With Secretary of State Condoleezza Rice having two years under her belt, now’s a good time to step back and consider her overall job performance. David Millikin makes the case that Rice has “few diplomatic successes to show for her efforts and fewer signs she plans to change course to improve the record.”
The violence in Iraq, and the Bush administration’s refusal to bring rivals Syria and Iran into efforts to stabilize the country, are widely blamed for the broader failure of US policy in the Middle East — where Lebanon teeters on the brink of civil war and Israeli-Palestinian peace efforts languish.
Elsewhere, Rice’s globe-trotting — 37 overseas trips totalling nearly 500,000 miles — has yielded little concrete success, with her few diplomatic victories clouded by poor or no follow-up. […]
“I don’t know that there have been concrete advances” under Rice’s diplomacy, said Joshua Muravchik of the conservative American Enterprise Institute, though he nevertheless went on to give her “high grades” for faithfully implementing Bush’s policy agenda.
The article paints a discouraging picture for the nation’s top diplomat. But are her setbacks and shortcomings her fault, or those of her boss? Millikin explained rather bluntly that “U.S. foreign policy experts said Rice must shoulder much of the blame for the lackluster diplomacy.”
“Great secretaries of state have compelling views of the world and/or are effective negotiators — Secretary Rice has so far demonstrated neither,” said Aaron Miller, who advised six secretaries of state before joining the Woodrow Wilson Center think tank in Washington.
I’m just not sure if that’s right.
It seems to me that being the nation’s top diplomat and “faithfully implementing” the president’s agenda is practically an impossible job — the responsibilities are often incompatible and contradictory.
For that matter, while I hardly consider myself a Rice backer (I’m generally stunned by mendacity and misplaced priorities), I can appreciate the fact that the administration is so dysfunctional, Rice hasn’t had a lot of opportunities for success. Donald Rumsfeld wouldn’t even return her phone calls, for crying out loud.

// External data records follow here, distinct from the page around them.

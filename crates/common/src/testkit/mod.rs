/// Lightweight test harness for multi-device secret sharing tests
///
/// Provides an in-process network of devices belonging to one user, with
/// a shared outbox, fake pairwise sessions and scriptable device trust, so
/// the request/response protocol can be driven end to end without any
/// real transport.
///
/// # Example
///
/// ```rust,ignore
/// use common::testkit::TestNetwork;
///
/// #[tokio::test]
/// async fn test_share() {
///     let net = TestNetwork::new("@alice:example.org");
///
///     // Device A holds the secret and agrees to share it
///     let a = net.add_peer("A", Some(callbacks));
///     let b = net.add_peer("B", None);
///
///     let mut request = b.sharing.request("m.megolm_backup.v1", &["A".to_string()]);
///     request.sent().await;
///     net.deliver_all(&[&a, &b]).await;
///
///     assert_eq!(request.result().await.unwrap(), "backup key");
/// }
/// ```
mod device;
mod network;
mod peer;

pub use device::{TestDevice, OLM_ALGORITHM};
pub use network::{SentMessage, TestNetwork};
pub use peer::TestPeer;
//! Human-transcribable encoding of storage keys
//!
//! A recovery key is what a user writes down instead of raw key bytes:
//!
//! ```text
//! base58( 0x8B 0x01 || key (32 bytes) || parity (1 byte) )
//! ```
//!
//! where the parity byte is the XOR of every preceding byte. The Base58
//! string is shown in groups of four characters separated by spaces; any
//! whitespace is ignored when parsing.

use zeroize::{Zeroize, Zeroizing};

use super::storage_key::{StorageKey, STORAGE_KEY_SIZE};

/// Prefix identifying a secret storage recovery key
pub const RECOVERY_KEY_PREFIX: [u8; 2] = [0x8B, 0x01];
/// Total decoded length: prefix || key || parity
pub const RECOVERY_KEY_DECODED_SIZE: usize = RECOVERY_KEY_PREFIX.len() + STORAGE_KEY_SIZE + 1;

const GROUP_SIZE: usize = 4;

/// Errors that can occur when parsing a recovery key
#[derive(Debug, thiserror::Error, PartialEq, Eq)]
pub enum RecoveryKeyError {
    #[error("recovery key is not valid base58")]
    InvalidBase58,
    #[error("recovery key has the wrong length, expected {expected} bytes, got {0}", expected = RECOVERY_KEY_DECODED_SIZE)]
    InvalidLength(usize),
    #[error("recovery key has an unknown prefix")]
    InvalidPrefix,
    #[error("recovery key parity check failed")]
    InvalidParity,
}

fn parity(bytes: &[u8]) -> u8 {
    bytes.iter().fold(0u8, |acc, b| acc ^ b)
}

/// Encode a storage key as a grouped recovery key string
pub fn encode_recovery_key(key: &StorageKey) -> String {
    let mut buff = Vec::with_capacity(RECOVERY_KEY_DECODED_SIZE);
    buff.extend_from_slice(&RECOVERY_KEY_PREFIX);
    buff.extend_from_slice(key.bytes());
    buff.push(parity(&buff));

    let encoded = bs58::encode(&buff).into_string();
    buff.zeroize();

    encoded
        .as_bytes()
        .chunks(GROUP_SIZE)
        .map(|chunk| String::from_utf8_lossy(chunk).into_owned())
        .collect::<Vec<_>>()
        .join(" ")
}

/// Parse a recovery key string back into a storage key
///
/// # Errors
///
/// Returns an error if the string is not Base58, or the decoded bytes have
/// the wrong length, prefix or parity.
pub fn decode_recovery_key(recovery_key: &str) -> Result<StorageKey, RecoveryKeyError> {
    let compact: Zeroizing<String> = Zeroizing::new(recovery_key.split_whitespace().collect());
    let decoded = Zeroizing::new(
        bs58::decode(compact.as_str())
            .into_vec()
            .map_err(|_| RecoveryKeyError::InvalidBase58)?,
    );

    if parity(&decoded) != 0 {
        return Err(RecoveryKeyError::InvalidParity);
    }
    if decoded.len() != RECOVERY_KEY_DECODED_SIZE {
        return Err(RecoveryKeyError::InvalidLength(decoded.len()));
    }
    if decoded[..RECOVERY_KEY_PREFIX.len()] != RECOVERY_KEY_PREFIX {
        return Err(RecoveryKeyError::InvalidPrefix);
    }

    let start = RECOVERY_KEY_PREFIX.len();
    StorageKey::from_slice(&decoded[start..start + STORAGE_KEY_SIZE])
        .map_err(|_| RecoveryKeyError::InvalidLength(decoded.len()))
}

#[cfg(test)]
mod test {
    use super::*;

    #[test]
    fn test_recovery_key_roundtrip() {
        let key = StorageKey::generate();
        let encoded = encode_recovery_key(&key);
        assert_eq!(decode_recovery_key(&encoded).unwrap(), key);
    }

    #[test]
    fn test_recovery_key_is_grouped() {
        let encoded = encode_recovery_key(&StorageKey::generate());
        let groups: Vec<&str> = encoded.split(' ').collect();
        assert!(groups.len() > 1);
        assert!(groups[..groups.len() - 1].iter().all(|g| g.len() == GROUP_SIZE));
        assert!(encoded.starts_with("Es"));
    }

    #[test]
    fn test_whitespace_is_ignored() {
        let key = StorageKey::generate();
        let encoded = encode_recovery_key(&key);
        let compact: String = encoded.split_whitespace().collect();
        let messy = format!("  {}\n", encoded.replace(' ', "\t"));
        assert_eq!(decode_recovery_key(&compact).unwrap(), key);
        assert_eq!(decode_recovery_key(&messy).unwrap(), key);
    }

    #[test]
    fn test_rejects_bad_parity() {
        let key = StorageKey::from([3u8; STORAGE_KEY_SIZE]);
        let mut buff = RECOVERY_KEY_PREFIX.to_vec();
        buff.extend_from_slice(key.bytes());
        buff.push(parity(&buff) ^ 1);
        let encoded = bs58::encode(buff).into_string();
        assert_eq!(
            decode_recovery_key(&encoded),
            Err(RecoveryKeyError::InvalidParity)
        );
    }

    #[test]
    fn test_rejects_bad_prefix() {
        let mut buff = vec![0x8B, 0x02];
        buff.extend_from_slice(&[5u8; STORAGE_KEY_SIZE]);
        buff.push(parity(&buff));
        let encoded = bs58::encode(buff).into_string();
        assert_eq!(
            decode_recovery_key(&encoded),
            Err(RecoveryKeyError::InvalidPrefix)
        );
    }

    #[test]
    fn test_rejects_bad_length() {
        let mut buff = RECOVERY_KEY_PREFIX.to_vec();
        buff.extend_from_slice(&[5u8; 16]);
        buff.push(parity(&buff));
        let encoded = bs58::encode(buff).into_string();
        assert_eq!(
            decode_recovery_key(&encoded),
            Err(RecoveryKeyError::InvalidLength(RECOVERY_KEY_PREFIX.len() + 17))
        );
    }

    #[test]
    fn test_rejects_non_base58() {
        assert_eq!(
            decode_recovery_key("0OIl not base58"),
            Err(RecoveryKeyError::InvalidBase58)
        );
    }
}
use std::{fs, path::PathBuf};

use common::crypto::StorageKey;
use common::storage::SecretStorage;
use serde::{Deserialize, Serialize};

use crate::keyring::{Keyring, KeyringCallbacks};
use crate::provider::FileAccountDataProvider;

pub const APP_NAME: &str = "ssss";
pub const CONFIG_FILE_NAME: &str = "config.toml";
pub const ACCOUNT_DATA_DIR_NAME: &str = "account_data";
pub const KEYRING_DIR_NAME: &str = "keys";

#[derive(Debug, Clone, PartialEq, Eq, Serialize, Deserialize)]
pub struct AppConfig {
    /// Default log level (error, warn, info, debug, trace)
    #[serde(default = "default_log_level")]
    pub log_level: String,
    /// Keep recovery keys for newly added keys in the local keyring
    #[serde(default = "default_save_keys")]
    pub save_keys: bool,
}

fn default_log_level() -> String {
    "warn".to_string()
}

fn default_save_keys() -> bool {
    true
}

impl Default for AppConfig {
    fn default() -> Self {
        Self {
            log_level: default_log_level(),
            save_keys: default_save_keys(),
        }
    }
}

#[derive(Debug, Clone)]
pub struct AppState {
    /// Path to the ssss directory (~/.ssss)
    pub ssss_dir: PathBuf,
    /// Path to the account data records
    pub account_data_path: PathBuf,
    /// Path to the local keyring
    pub keyring_path: PathBuf,
    /// Path to the config file
    pub config_path: PathBuf,
    /// Loaded configuration
    pub config: AppConfig,
}

impl AppState {
    /// Get the ssss directory path (custom or default ~/.ssss)
    pub fn ssss_dir(custom_path: Option<PathBuf>) -> Result<PathBuf, StateError> {
        if let Some(path) = custom_path {
            return Ok(path);
        }

        let home = dirs::home_dir().ok_or(StateError::NoHomeDirectory)?;
        Ok(home.join(format!(".{}", APP_NAME)))
    }

    /// Initialize a new ssss state directory
    pub fn init(
        custom_path: Option<PathBuf>,
        config: Option<AppConfig>,
    ) -> Result<Self, StateError> {
        let ssss_dir = Self::ssss_dir(custom_path)?;
        if ssss_dir.exists() {
            return Err(StateError::AlreadyInitialized);
        }
        fs::create_dir_all(&ssss_dir)?;

        let account_data_path = ssss_dir.join(ACCOUNT_DATA_DIR_NAME);
        fs::create_dir_all(&account_data_path)?;
        let keyring_path = ssss_dir.join(KEYRING_DIR_NAME);
        fs::create_dir_all(&keyring_path)?;

        let config = config.unwrap_or_default();
        let config_path = ssss_dir.join(CONFIG_FILE_NAME);
        let config_toml = toml::to_string_pretty(&config)?;
        fs::write(&config_path, config_toml)?;

        Ok(Self {
            ssss_dir,
            account_data_path,
            keyring_path,
            config_path,
            config,
        })
    }

    /// Load existing state from the ssss directory
    pub fn load(custom_path: Option<PathBuf>) -> Result<Self, StateError> {
        let ssss_dir = Self::ssss_dir(custom_path)?;
        if !ssss_dir.exists() {
            return Err(StateError::NotInitialized);
        }

        let account_data_path = ssss_dir.join(ACCOUNT_DATA_DIR_NAME);
        let keyring_path = ssss_dir.join(KEYRING_DIR_NAME);
        let config_path = ssss_dir.join(CONFIG_FILE_NAME);

        if !account_data_path.exists() {
            return Err(StateError::MissingFile(format!("{}/", ACCOUNT_DATA_DIR_NAME)));
        }
        if !keyring_path.exists() {
            return Err(StateError::MissingFile(format!("{}/", KEYRING_DIR_NAME)));
        }
        if !config_path.exists() {
            return Err(StateError::MissingFile(CONFIG_FILE_NAME.to_string()));
        }

        let config_toml = fs::read_to_string(&config_path)?;
        let config: AppConfig = toml::from_str(&config_toml)?;

        Ok(Self {
            ssss_dir,
            account_data_path,
            keyring_path,
            config_path,
            config,
        })
    }

    pub fn account_data(&self) -> FileAccountDataProvider {
        FileAccountDataProvider::new(self.account_data_path.clone())
    }

    pub fn keyring(&self) -> Keyring {
        Keyring::new(self.keyring_path.clone())
    }

    /// Secret storage over the local account data
    ///
    /// Raw keys come from `key` if given, otherwise from the keyring.
    pub fn storage(&self, key: Option<StorageKey>) -> SecretStorage<FileAccountDataProvider> {
        let callbacks = KeyringCallbacks::new(self.keyring(), key);
        SecretStorage::new(self.account_data()).with_callbacks(std::sync::Arc::new(callbacks))
    }
}

#[derive(Debug, thiserror::Error)]
pub enum StateError {
    #[error("ssss directory not initialized. Run 'ssss init' first")]
    NotInitialized,

    #[error("ssss directory already initialized")]
    AlreadyInitialized,

    #[error("no home directory found")]
    NoHomeDirectory,

    #[error("missing required file: {0}")]
    MissingFile(String),

    #[error("IO error: {0}")]
    Io(#[from] std::io::Error),

    #[error("TOML serialization error: {0}")]
    TomlSer(#[from] toml::ser::Error),

    #[error("TOML deserialization error: {0}")]
    TomlDe(#[from] toml::de::Error),
}

#[cfg(test)]
mod tests {
    use super::*;
    use tempfile::TempDir;

    #[test]
    fn test_init_then_load() {
        let temp = TempDir::new().unwrap();
        let dir = temp.path().join("state");

        let created = AppState::init(Some(dir.clone()), None).unwrap();
        assert!(created.account_data_path.is_dir());
        assert!(created.keyring_path.is_dir());

        let loaded = AppState::load(Some(dir)).unwrap();
        assert_eq!(loaded.config, AppConfig::default());
        assert_eq!(loaded.config_path, created.config_path);
    }

    #[test]
    fn test_init_twice_fails() {
        let temp = TempDir::new().unwrap();
        let dir = temp.path().join("state");
        AppState::init(Some(dir.clone()), None).unwrap();
        assert!(matches!(
            AppState::init(Some(dir), None),
            Err(StateError::AlreadyInitialized)
        ));
    }

    #[test]
    fn test_load_uninitialized() {
        let temp = TempDir::new().unwrap();
        assert!(matches!(
            AppState::load(Some(temp.path().join("missing"))),
            Err(StateError::NotInitialized)
        ));
    }

    #[test]
    fn test_config_defaults_fill_missing_fields() {
        let config: AppConfig = toml::from_str("log_level = \"debug\"").unwrap();
        assert_eq!(config.log_level, "debug");
        assert!(config.save_keys);
    }
}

For that matter, consider this recent anecdote:
Consider a story in the latest Time magazine, recounting the efforts — before the [Iraq Study Group] was approved by Congress — of three supporters to enlist Condoleezza Rice to win the administration’s approval for the panel. Here is how Time reports it:
“As the trio departed, a Rice aide asked one of her suitors not to inform anyone at the Pentagon that chairmen had been chosen and the study group was moving forward. If Rumsfeld was alerted to the study group’s potential impact, the aide said, he would quickly tell Cheney, who could, with a few words, scuttle the whole thing. Rice got through to Bush the next day, arguing that the thing was going to happen anyway, so he might as well get on board. To his credit, the President agreed.”
The article treats this exchange in a matter-of-fact way, but, what it suggests is completely horrifying. Rice apparently believed that Bush would simply follow the advice of whoever he spoke with. Therefore the one factor determining whether Bush would support the commission was whether Cheney or Rice managed to get to him first.
Sure, Rice hasn’t had any successes to speak of, but given her superiors, should this come as a surprise to anyone?